AGREEMENT
Exhibit 10.18
AGREEMENT
THIS
AGREEMENT, entered into this 30 day of April 2008, is by and between Accelerated
Innovation LLC, a Delaware Limited Liability Company having its principal place of business at 0000
X.X. Xxxxxxx 00X, Xxxxx X000, Xxxxxxx, XX 00000 (“Accelerated”), Cervical Xpand, LLC, a New Jersey
Limited Liability Company having its principal place of business at 0000 X.X. Xxxxxxx 00X, Xxxxx
X000, Xxxxxxx, XX 00000 (“Cervical Xpand”) and Xxxxxxx X. Xxxxxxx, M.D., Ph.D., an individual
residing at Two Independence Place, 0xx & Xxxxxx Xxxx, #0000, Xxxxxxxxxxxx, XX 00000
(“Rothman”).
Whereas, Accelerated is the owner of all right, title and interest in certain technology
related to spinal, hip and knee orthopedic devices and instruments, including, but not limited to
the patent applications set forth in Exhibit A (hereinafter, “Accelerated Technology”); and
Whereas, Cervical Xpand is the owner of all right, title and interest in certain technology
related to the Accin Helibone Hourglass VBR System for Spinal Surgery, including, but not limited
to the patent applications set forth in Exhibit B (hereinafter, “Cervical Xpand Technology”); and
Whereas, Rothman has certain knowledge and expertise in the field of spinal surgery and
assisted Accelerated in the development and commercialization some of Accelerated’s Technology;
and
Whereas, Rothman has certain knowledge and expertise in the field of spinal surgery with VBR
devices, and assisted Cervical Xpand in the development and commercialization some of Cervical
Xpand’s Technology; and
Whereas, Rothman assisted Accelerated in the development and/or commercialization some of the
Accelerated Technology; and
Whereas, Rothman assisted Cervical Xpand in the development and/or commercialization some of the Cervical Xpand Technology; and
Whereas, the parties recognize Xxxxxxx’x on-going relationship as a volunteer faculty member
with Xxxxxx Xxxxxxxxx University (the “University”).

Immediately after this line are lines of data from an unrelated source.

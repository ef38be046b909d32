//! Framebuffer state management and decoder registry.
//!
//! This module manages the client's framebuffer and provides a registry of
//! encoding decoders to apply server framebuffer update rectangles.

use crate::errors::RfbClientError;
use anyhow::Result as AnyResult;
use rfb_common::Rect;
use rfb_encodings as enc;
use rfb_encodings::{Decoder, MutablePixelBuffer, RfbInStream};
use rfb_pixelbuffer::{ManagedPixelBuffer, PixelBuffer as _, PixelFormat as LocalPixelFormat};
use rfb_protocol::messages::types::{PixelFormat as ServerPixelFormat, Rectangle};
use std::collections::HashMap;
use std::sync::Arc;
use tokio::io::AsyncRead;

/// Registry of decoders keyed by encoding type.
#[derive(Default)]
pub struct DecoderRegistry {
    decoders: HashMap<i32, DecoderEntry>,
}

impl DecoderRegistry {
    /// Create a registry with all standard encodings registered.
    pub fn with_standard() -> Self {
        let mut reg = Self::default();
        reg.register(DecoderEntry::Raw(enc::RawDecoder));
        reg.register(DecoderEntry::CopyRect(enc::CopyRectDecoder));
        reg.register(DecoderEntry::RRE(enc::RREDecoder));
        reg.register(DecoderEntry::CoRRE(enc::CoRREDecoder));
        reg.register(DecoderEntry::Hextile(enc::HextileDecoder));
        reg.register(DecoderEntry::Tight(enc::TightDecoder::default()));
        reg.register(DecoderEntry::TRLE(enc::TRLEDecoder));
        reg.register(DecoderEntry::Zlib(enc::ZlibDecoder::default()));
        reg.register(DecoderEntry::ZlibHex(enc::ZlibHexDecoder::default()));
        reg.register(DecoderEntry::ZRLE(enc::ZRLEDecoder::default()));
        reg
    }

    /// Register a decoder entry.
    pub(crate) fn register(&mut self, decoder: DecoderEntry) {
        self.decoders.insert(decoder.encoding_type(), decoder);
    }

    /// Get a decoder by encoding type.
    pub(crate) fn get(&self, encoding: i32) -> Option<&DecoderEntry> {
        self.decoders.get(&encoding)
    }
}

/// A concrete decoder entry wrapper for dynamic dispatch over non-object-safe Decoder.
pub(crate) enum DecoderEntry {
    Raw(enc::RawDecoder),
    CopyRect(enc::CopyRectDecoder),
    RRE(enc::RREDecoder),
    CoRRE(enc::CoRREDecoder),
    Hextile(enc::HextileDecoder),
    Tight(enc::TightDecoder),
    TRLE(enc::TRLEDecoder),
    Zlib(enc::ZlibDecoder),
    ZlibHex(enc::ZlibHexDecoder),
    ZRLE(enc::ZRLEDecoder),
}

impl DecoderEntry {
    fn encoding_type(&self) -> i32 {
        match self {
            Self::Raw(d) => d.encoding_type(),
            Self::CopyRect(d) => d.encoding_type(),
            Self::RRE(d) => d.encoding_type(),
            Self::CoRRE(d) => d.encoding_type(),
            Self::Hextile(d) => d.encoding_type(),
            Self::Tight(d) => d.encoding_type(),
            Self::TRLE(d) => d.encoding_type(),
            Self::Zlib(d) => d.encoding_type(),
            Self::ZlibHex(d) => d.encoding_type(),
            Self::ZRLE(d) => d.encoding_type(),
        }
    }

    fn name(&self) -> &'static str {
        match self {
            Self::Raw(_) => "Raw",
            Self::CopyRect(_) => "CopyRect",
            Self::RRE(_) => "RRE",
            Self::CoRRE(_) => "CoRRE",
            Self::Hextile(_) => "Hextile",
            Self::Tight(_) => "Tight",
            Self::TRLE(_) => "TRLE",
            Self::Zlib(_) => "Zlib",
            Self::ZlibHex(_) => "ZlibHex",
            Self::ZRLE(_) => "ZRLE",
        }
    }

    async fn decode<R: AsyncRead + Unpin>(
        &self,
        stream: &mut RfbInStream<R>,
        rect: &Rectangle,
        pixel_format: &ServerPixelFormat,
        buffer: &mut dyn MutablePixelBuffer,
    ) -> AnyResult<()> {
        match self {
            Self::Raw(d) => d.decode(stream, rect, pixel_format, buffer).await,
            Self::CopyRect(d) => d.decode(stream, rect, pixel_format, buffer).await,
            Self::RRE(d) => d.decode(stream, rect, pixel_format, buffer).await,
            Self::CoRRE(d) => d.decode(stream, rect, pixel_format, buffer).await,
            Self::Hextile(d) => d.decode(stream, rect, pixel_format, buffer).await,
            Self::Tight(d) => d.decode(stream, rect, pixel_format, buffer).await,
            Self::TRLE(d) => d.decode(stream, rect, pixel_format, buffer).await,
            Self::Zlib(d) => d.decode(stream, rect, pixel_format, buffer).await,
            Self::ZlibHex(d) => d.decode(stream, rect, pixel_format, buffer).await,
            Self::ZRLE(d) => d.decode(stream, rect, pixel_format, buffer).await,
        }
    }
}

/// Framebuffer state and decoder dispatcher.
pub struct Framebuffer {
    /// Local framebuffer buffer in a fixed output pixel format (RGB888).
    buffer: ManagedPixelBuffer,
    /// Server-advertised pixel format (input format for decoders).
    server_pixel_format: ServerPixelFormat,
    /// Decoder registry.
    registry: DecoderRegistry,
    /// Desktop name, updated by the DesktopName pseudo-encoding mid-session.
    desktop_name: Option<String>,
}

impl Framebuffer {
    /// Create a new framebuffer with given server pixel format and dimensions.
    ///
    /// The internal buffer uses local RGB888 format for simplicity and broad compatibility.
    pub fn new(width: u16, height: u16, server_pixel_format: ServerPixelFormat) -> Self {
        let local_format = LocalPixelFormat::rgb888();
        let buffer = ManagedPixelBuffer::new(width as u32, height as u32, local_format);
        Self {
            buffer,
            server_pixel_format,
            registry: DecoderRegistry::with_standard(),
            desktop_name: None,
        }
    }

    /// Returns the current dimensions.
    pub fn size(&self) -> (u16, u16) {
        let (w, h) = self.buffer.dimensions();
        (w as u16, h as u16)
    }

    /// Returns a reference to the underlying buffer.
    pub fn buffer(&self) -> &ManagedPixelBuffer {
        &self.buffer
    }

    /// Returns a mutable reference to the underlying buffer.
    pub fn buffer_mut(&mut self) -> &mut ManagedPixelBuffer {
        &mut self.buffer
    }

    /// Returns the most recent desktop name received via the DesktopName pseudo-encoding,
    /// if the server has sent one since connecting.
    pub fn desktop_name(&self) -> Option<&str> {
        self.desktop_name.as_deref()
    }

    /// Apply a single rectangle update from the server.
    pub async fn apply_rectangle<R: AsyncRead + Unpin>(
        &mut self,
        stream: &mut RfbInStream<R>,
        rect: &Rectangle,
    ) -> Result<(), RfbClientError> {
        match rect.encoding {
            enc::ENCODING_LAST_RECT => Ok(()),
            enc::ENCODING_DESKTOP_SIZE => {
                self.buffer.resize(rect.width as u32, rect.height as u32);
                Ok(())
            }
            enc::ENCODING_WMVI => {
                // Rectangle body is ServerInit's 16-byte pixel-format record.
                let pf = ServerPixelFormat::read_from(stream).await.map_err(|e| {
                    RfbClientError::ProtocolViolation(format!("failed to read WMVi pixel format: {e}"))
                })?;
                self.buffer.resize(rect.width as u32, rect.height as u32);
                self.server_pixel_format = pf;
                Ok(())
            }
            enc::ENCODING_DESKTOP_NAME => {
                let length = stream.read_u32().await.map_err(|e| {
                    RfbClientError::ProtocolViolation(format!("failed to read DesktopName length: {e}"))
                })? as usize;
                let mut name_bytes = vec![0u8; length];
                stream.read_bytes(&mut name_bytes).await.map_err(|e| {
                    RfbClientError::ProtocolViolation(format!("failed to read DesktopName bytes: {e}"))
                })?;
                self.desktop_name = Some(String::from_utf8_lossy(&name_bytes).into_owned());
                Ok(())
            }
            enc::ENCODING_GII | enc::ENCODING_XVP => {
                // Capability announcements carried as zero-size pseudo-rectangles;
                // no rectangle body to consume.
                tracing::debug!(
                    "Server advertised pseudo-encoding {} (GII/XVP capability)",
                    rect.encoding
                );
                Ok(())
            }
            other => {
                let decoder = self
                    .registry
                    .get(other)
                    .ok_or(RfbClientError::Unsupported(format!("encoding {other} not registered")))?;

                tracing::debug!(
                    "Decoder selected: {} (encoding={}) for rect x={}, y={}, w={}, h={}",
                    decoder.name(),
                    other,
                    rect.x,
                    rect.y,
                    rect.width,
                    rect.height
                );

                let pf = &self.server_pixel_format;
                let buffer: &mut dyn MutablePixelBuffer = &mut self.buffer;

                decoder.decode(stream, rect, pf, buffer).await.map_err(|e| {
                    match e.downcast::<enc::ProtocolViolation>() {
                        Ok(violation) => RfbClientError::ProtocolViolation(violation.0),
                        Err(source) => RfbClientError::Encoding {
                            encoding: other,
                            source,
                        },
                    }
                })
            }
        }
    }

    /// Apply an update by streaming from the input (reads header + decodes rectangles).
    pub async fn apply_update_stream<R: AsyncRead + Unpin>(
        &mut self,
        stream: &mut RfbInStream<R>,
    ) -> Result<Vec<Rect>, RfbClientError> {
        // FramebufferUpdate header: 1 byte padding + 2 bytes rect count
        stream.skip(1).await.map_err(|e| {
            RfbClientError::ProtocolViolation(format!("failed to read FramebufferUpdate padding: {e}"))
        })?;
        let num_raw = stream.read_u16().await.map_err(|e| {
            RfbClientError::ProtocolViolation(format!("failed to read FramebufferUpdate rect count: {e}"))
        })?;

        tracing::debug!(
            target: "rfb_client::framing",
            "FBU start: declared_rects={}, available_buffer_bytes={}",
            num_raw,
            stream.available()
        );

        let mut damage: Vec<Rect> = Vec::new();
        let mut rects_decoded = 0;
        let unbounded = num_raw == 0xFFFF;
        let num = if unbounded { usize::MAX } else { num_raw as usize };
        if !unbounded {
            damage.reserve(num);
        }

        for i in 0..num {
            let buffer_before = stream.available();
            let rect = Rectangle::read_from(stream).await.map_err(|e| {
                RfbClientError::ProtocolViolation(format!("failed to read Rectangle header: {e}"))
            })?;
            tracing::info!(
                "FramebufferUpdate rect: x={}, y={}, w={}, h={}, encoding={}",
                rect.x,
                rect.y,
                rect.width,
                rect.height,
                rect.encoding
            );

            if unbounded && rect.encoding == enc::ENCODING_LAST_RECT {
                tracing::debug!(
                    target: "rfb_client::framing",
                    "FBU rect {}: LastRect marker (end of update)",
                    rects_decoded
                );
                break;
            }

            tracing::debug!(
                target: "rfb_client::framing",
                "FBU rect {}: enc={} rect=[{},{} {}x{}] buffer_before={}",
                i, rect.encoding, rect.x, rect.y, rect.width, rect.height, buffer_before
            );

            self.apply_rectangle(stream, &rect).await?;

            tracing::debug!(
                target: "rfb_client::framing",
                "FBU rect {}: decoded, buffer_after={}",
                i,
                stream.available()
            );

            rects_decoded += 1;

            if rect.encoding >= 0 {
                damage.push(Rect::new(
                    rect.x as i32,
                    rect.y as i32,
                    rect.width as u32,
                    rect.height as u32,
                ));
            }
        }

        if !unbounded && rects_decoded != num_raw as usize {
            tracing::warn!(
                target: "rfb_client::framing",
                "FBU end: MISMATCH! declared_rects={} decoded_rects={}",
                num_raw,
                rects_decoded
            );
        } else {
            tracing::debug!(
                target: "rfb_client::framing",
                "FBU end: rects_decoded={} (matches declared count)",
                rects_decoded
            );
        }

        Ok(damage)
    }

    /// Apply multiple rectangles, returning the list of damaged regions for repaint.
    pub async fn apply_update<R: AsyncRead + Unpin>(
        &mut self,
        stream: &mut RfbInStream<R>,
        rects: &[Rectangle],
    ) -> Result<Vec<Rect>, RfbClientError> {
        let mut damage = Vec::with_capacity(rects.len());
        for rect in rects {
            tracing::info!(
                "FramebufferUpdate rect: x={}, y={}, w={}, h={}, encoding={}",
                rect.x,
                rect.y,
                rect.width,
                rect.height,
                rect.encoding
            );
            self.apply_rectangle(stream, rect).await?;
            if rect.encoding >= 0 {
                damage.push(Rect::new(
                    rect.x as i32,
                    rect.y as i32,
                    rect.width as u32,
                    rect.height as u32,
                ));
            }
        }
        Ok(damage)
    }
}

#[allow(dead_code)]
fn assert_send_sync<T: Send + Sync>() {}

#[cfg(test)]
mod tests {
    use super::*;

    fn test_pixel_format() -> ServerPixelFormat {
        ServerPixelFormat {
            bits_per_pixel: 32,
            depth: 24,
            big_endian: 0,
            true_color: 1,
            red_max: 255,
            green_max: 255,
            blue_max: 255,
            red_shift: 16,
            green_shift: 8,
            blue_shift: 0,
        }
    }

    #[test]
    fn registry_has_all_standard_encodings() {
        let reg = DecoderRegistry::with_standard();
        for enc_type in [
            enc::ENCODING_RAW,
            enc::ENCODING_COPY_RECT,
            enc::ENCODING_RRE,
            enc::ENCODING_CORRE,
            enc::ENCODING_HEXTILE,
            enc::ENCODING_TIGHT,
            enc::ENCODING_TRLE,
            enc::ENCODING_ZLIB,
            enc::ENCODING_ZLIBHEX,
            enc::ENCODING_ZRLE,
        ] {
            assert!(reg.get(enc_type).is_some(), "missing decoder for {enc_type}");
        }
    }

    #[tokio::test]
    async fn applies_desktop_size_resize() {
        let pf = test_pixel_format();
        let mut fb = Framebuffer::new(4, 4, pf);
        let rect = Rectangle {
            x: 0,
            y: 0,
            width: 8,
            height: 6,
            encoding: enc::ENCODING_DESKTOP_SIZE,
        };
        let mut stream = RfbInStream::new(std::io::Cursor::new(Vec::new()));
        fb.apply_rectangle(&mut stream, &rect).await.unwrap();
        assert_eq!(fb.size(), (8, 6));
    }

    #[tokio::test]
    async fn applies_desktop_name_update() {
        let pf = test_pixel_format();
        let mut fb = Framebuffer::new(4, 4, pf);
        let name = b"My Desktop";
        let mut data = Vec::new();
        data.extend_from_slice(&(name.len() as u32).to_be_bytes());
        data.extend_from_slice(name);
        let mut stream = RfbInStream::new(std::io::Cursor::new(data));
        let rect = Rectangle {
            x: 0,
            y: 0,
            width: 0,
            height: 0,
            encoding: enc::ENCODING_DESKTOP_NAME,
        };
        fb.apply_rectangle(&mut stream, &rect).await.unwrap();
        assert_eq!(fb.desktop_name(), Some("My Desktop"));
    }
}
//! Keyboard shortcuts and hotkey configuration for VNC viewer.
//!
//! This module provides configurable keyboard shortcuts for common VNC viewer
//! operations like fullscreen toggle, scaling mode changes, view-only mode, etc.

use crate::event::KeyCode;
use crate::keyboard::Modifier;
use std::collections::HashMap;
use tracing::trace;

/// Actions that can be triggered by keyboard shortcuts.
#[derive(Debug, Clone, Copy, PartialEq, Eq, Hash)]
pub enum ShortcutAction {
    /// Toggle fullscreen mode
    ToggleFullscreen,
    /// Toggle view-only mode (disable input)
    ToggleViewOnly,
    /// Cycle through scaling modes (Native -> Fit -> Fill -> Native)
    CycleScalingMode,
    /// Set scaling to native (1:1)
    ScaleNative,
    /// Set scaling to fit window
    ScaleFit,
    /// Set scaling to fill window
    ScaleFill,
    /// Zoom in
    ZoomIn,
    /// Zoom out
    ZoomOut,
    /// Reset zoom to 100%
    ResetZoom,
    /// Center viewport
    CenterViewport,
    /// Show/hide connection info overlay
    ToggleConnectionInfo,
    /// Take screenshot
    TakeScreenshot,
    /// Disconnect from server
    Disconnect,
    /// Show preferences dialog
    ShowPreferences,
    /// Show help/about dialog
    ShowHelp,
    /// Send Ctrl+Alt+Del to remote
    SendCtrlAltDel,
    /// Refresh screen
    RefreshScreen,
    /// Toggle clipboard sync
    ToggleClipboard,
}

/// A keyboard shortcut definition.
#[derive(Debug, Clone, PartialEq, Eq, Hash)]
pub struct Shortcut {
    /// Required modifiers (Ctrl, Alt, etc.)
    pub modifiers: Vec<Modifier>,
    /// The key that must be pressed
    pub key: KeyCode,
    /// Description for UI/help
    pub description: String,
}

impl Shortcut {
    /// Create a new shortcut.
    pub fn new(modifiers: Vec<Modifier>, key: KeyCode, description: &str) -> Self {
        Self {
            modifiers,
            key,
            description: description.to_string(),
        }
    }
    
    /// Create shortcut with single modifier.
    pub fn with_modifier(modifier: Modifier, key: KeyCode, description: &str) -> Self {
        Self::new(vec![modifier], key, description)
    }
    
    /// Create shortcut with no modifiers.
    pub fn key_only(key: KeyCode, description: &str) -> Self {
        Self::new(vec![], key, description)
    }

    /// Check if this shortcut matches the current key combination.
    pub fn matches(&self, key: KeyCode, active_modifiers: &[Modifier]) -> bool {
        if self.key != key {
            return false;
        }
        
        // Check that all required modifiers are present
        for required_mod in &self.modifiers {
            if !active_modifiers.contains(required_mod) {
                return false;
            }
        }
        
        // Check that no extra modifiers are present (strict matching)
        active_modifiers.len() == self.modifiers.len()
    }
}

/// Configuration and management of keyboard shortcuts.
#[derive(Debug, Clone)]
pub struct ShortcutsConfig {
    /// Mapping from shortcut to action
    shortcuts: HashMap<Shortcut, ShortcutAction>,
    /// Whether shortcuts are enabled
    enabled: bool,
}

impl Default for ShortcutsConfig {
    fn default() -> Self {
        let mut config = Self {
            shortcuts: HashMap::new(),
            enabled: true,
        };
        
        config.load_defaults();
        config
    }
}

impl ShortcutsConfig {
    /// Create a new shortcuts configuration.
    pub fn new() -> Self {
        Self::default()
    }
    
    /// Enable or disable shortcuts globally.
    pub fn set_enabled(&mut self, enabled: bool) {
        self.enabled = enabled;
    }
    
    /// Check if shortcuts are enabled.
    pub fn is_enabled(&self) -> bool {
        self.enabled
    }
    
    /// Add or update a shortcut.
    pub fn add_shortcut(&mut self, shortcut: Shortcut, action: ShortcutAction) {
        self.shortcuts.insert(shortcut, action);
    }
    
    /// Remove a shortcut.
    pub fn remove_shortcut(&mut self, shortcut: &Shortcut) {
        self.shortcuts.remove(shortcut);
    }
    
    /// Get all shortcuts for a specific action.
    pub fn shortcuts_for_action(&self, action: ShortcutAction) -> Vec<&Shortcut> {
        self.shortcuts.iter()
            .filter(|(_, &a)| a == action)
            .map(|(s, _)| s)
            .collect()
    }
    
    /// Get all configured shortcuts.
    pub fn all_shortcuts(&self) -> &HashMap<Shortcut, ShortcutAction> {
        &self.shortcuts
    }
    
    /// Process a key event and return the triggered action, if any.
    pub fn process_key_input(
        &self,
        key: Option<KeyCode>,
        down: bool,
        active_modifiers: &[Modifier],
    ) -> Option<ShortcutAction> {
        if !self.enabled || !down {
            return None;
        }

        let key = key?;

        for (shortcut, &action) in &self.shortcuts {
            if shortcut.matches(key, active_modifiers) {
                trace!("Shortcut triggered: {:?} -> {:?}", shortcut, action);
                return Some(action);
            }
        }
        
        None
    }
    
    /// Load default shortcuts (can be overridden).
    pub fn load_defaults(&mut self) {
        use KeyCode::*;
        use Modifier::*;
        
        // Fullscreen
        self.add_shortcut(
            Shortcut::key_only(F11, "Toggle fullscreen"),
            ShortcutAction::ToggleFullscreen
        );
        self.add_shortcut(
            Shortcut::with_modifier(Alt, Return, "Toggle fullscreen"),
            ShortcutAction::ToggleFullscreen
        );
        
        // Scaling
        self.add_shortcut(
            Shortcut::with_modifier(Control, Digit0, "Reset zoom to 100%"),
            ShortcutAction::ResetZoom
        );
        self.add_shortcut(
            Shortcut::with_modifier(Control, Equals, "Zoom in"),
            ShortcutAction::ZoomIn
        );
        self.add_shortcut(
            Shortcut::with_modifier(Control, Minus, "Zoom out"),
            ShortcutAction::ZoomOut
        );
        self.add_shortcut(
            Shortcut::with_modifier(Control, Digit1, "Native scaling (1:1)"),
            ShortcutAction::ScaleNative
        );
        self.add_shortcut(
            Shortcut::with_modifier(Control, Digit2, "Fit to window"),
            ShortcutAction::ScaleFit
        );
        self.add_shortcut(
            Shortcut::with_modifier(Control, Digit3, "Fill window"),
            ShortcutAction::ScaleFill
        );
        
        // View control
        self.add_shortcut(
            Shortcut::with_modifier(Control, R, "Refresh screen"),
            ShortcutAction::RefreshScreen
        );
        self.add_shortcut(
            Shortcut::with_modifier(Control, I, "Toggle connection info"),
            ShortcutAction::ToggleConnectionInfo
        );
        self.add_shortcut(
            Shortcut::with_modifier(Control, V, "Toggle view-only mode"),
            ShortcutAction::ToggleViewOnly
        );
        
        // Special key combinations
        self.add_shortcut(
            Shortcut::new(vec![Control, Alt], Delete, "Send Ctrl+Alt+Del"),
            ShortcutAction::SendCtrlAltDel
        );
        
        // Application control
        self.add_shortcut(
            Shortcut::with_modifier(Control, Q, "Disconnect"),
            ShortcutAction::Disconnect
        );
        self.add_shortcut(
            Shortcut::with_modifier(Control, Comma, "Show preferences"),
            ShortcutAction::ShowPreferences
        );
        self.add_shortcut(
            Shortcut::key_only(F1, "Show help"),
            ShortcutAction::ShowHelp
        );
        
        // Screenshots and clipboard
        self.add_shortcut(
            Shortcut::key_only(F12, "Take screenshot"),
            ShortcutAction::TakeScreenshot
        );
        self.add_shortcut(
            Shortcut::with_modifier(Control, C, "Toggle clipboard sync"),
            ShortcutAction::ToggleClipboard
        );
        
        // Viewport
        self.add_shortcut(
            Shortcut::with_modifier(Control, Home, "Center viewport"),
            ShortcutAction::CenterViewport
        );
    }
    
    /// Get a human-readable description of a key combination.
    pub fn format_key_combination(shortcut: &Shortcut) -> String {
        let mut parts = Vec::new();
        
        for modifier in &shortcut.modifiers {
            let name = match modifier {
                Modifier::Control => "Ctrl",
                Modifier::Alt => "Alt",
                Modifier::Shift => "Shift",
                Modifier::Super => "Cmd", // or "Win" on Windows
                Modifier::CapsLock => "Caps",
                Modifier::NumLock => "Num",
            };
            parts.push(name);
        }
        
        let key_name = format_key_name(shortcut.key);
        parts.push(&key_name);
        
        parts.join("+")
    }
}

/// Format a key name for display.
fn format_key_name(key: KeyCode) -> String {
    use KeyCode::*;
    match key {
        F1 => "F1".to_string(),
        F2 => "F2".to_string(),
        F3 => "F3".to_string(),
        F4 => "F4".to_string(),
        F5 => "F5".to_string(),
        F6 => "F6".to_string(),
        F7 => "F7".to_string(),
        F8 => "F8".to_string(),
        F9 => "F9".to_string(),
        F10 => "F10".to_string(),
        F11 => "F11".to_string(),
        F12 => "F12".to_string(),
        Digit0 => "0".to_string(),
        Digit1 => "1".to_string(),
        Digit2 => "2".to_string(),
        Digit3 => "3".to_string(),
        Key4 => "4".to_string(),
        Key5 => "5".to_string(),
        Key6 => "6".to_string(),
        Key7 => "7".to_string(),
        Key8 => "8".to_string(),
        Key9 => "9".to_string(),
        A => "A".to_string(),
        B => "B".to_string(),
        C => "C".to_string(),
        D => "D".to_string(),
        E => "E".to_string(),
        F => "F".to_string(),
        G => "G".to_string(),
        H => "H".to_string(),
        I => "I".to_string(),
        J => "J".to_string(),
        K => "K".to_string(),
        L => "L".to_string(),
        M => "M".to_string(),
        N => "N".to_string(),
        O => "O".to_string(),
        P => "P".to_string(),
        Q => "Q".to_string(),
        R => "R".to_string(),
        S => "S".to_string(),
        T => "T".to_string(),
        U => "U".to_string(),
        V => "V".to_string(),
        W => "W".to_string(),
        X => "X".to_string(),
        Y => "Y".to_string(),
        Z => "Z".to_string(),
        Return => "Enter".to_string(),
        Backspace => "Backspace".to_string(),
        Delete => "Del".to_string(),
        Insert => "Ins".to_string(),
        Home => "Home".to_string(),
        End => "End".to_string(),
        PageUp => "PgUp".to_string(),
        PageDown => "PgDn".to_string(),
        Left => "←".to_string(),
        Right => "→".to_string(),
        Up => "↑".to_string(),
        Down => "↓".to_string(),
        Space => "Space".to_string(),
        Tab => "Tab".to_string(),
        Escape => "Esc".to_string(),
        Comma => ",".to_string(),
        Period => ".".to_string(),
        Slash => "/".to_string(),
        Semicolon => ";".to_string(),
        Apostrophe => "'".to_string(),
        LBracket => "[".to_string(),
        RBracket => "]".to_string(),
        Backslash => "\\".to_string(),
        Grave => "`".to_string(),
        Minus => "-".to_string(),
        Equals => "=".to_string(),
        _ => format!("{:?}", key),
    }
}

NOW, THEREFORE, for good and valuable consideration, the receipt for and sufficiency of which
is hereby acknowledged, Rothman does hereby represent and warrant as follows:
1.1. Rothman hereby represents and warrants that the subject matter of Xxxxxxx’x research
and/or services performed for University is not related to Xxxxxxx’x contributions to the
Accelerated Technology and to the Cervical Xpand Technology.
1.2. Rothman hereby represents and warrants that Rothman will not assert any rights in any
Accelerated Technology or any Cervical Xpand Technology.
1.3. Rothman hereby represents and warrants that his contributions to the inventions as
disclosed in the Accelerated Technology and the Cervical Xpand Technology are not subject to
any pre-existing or co-existing obligations to any third party.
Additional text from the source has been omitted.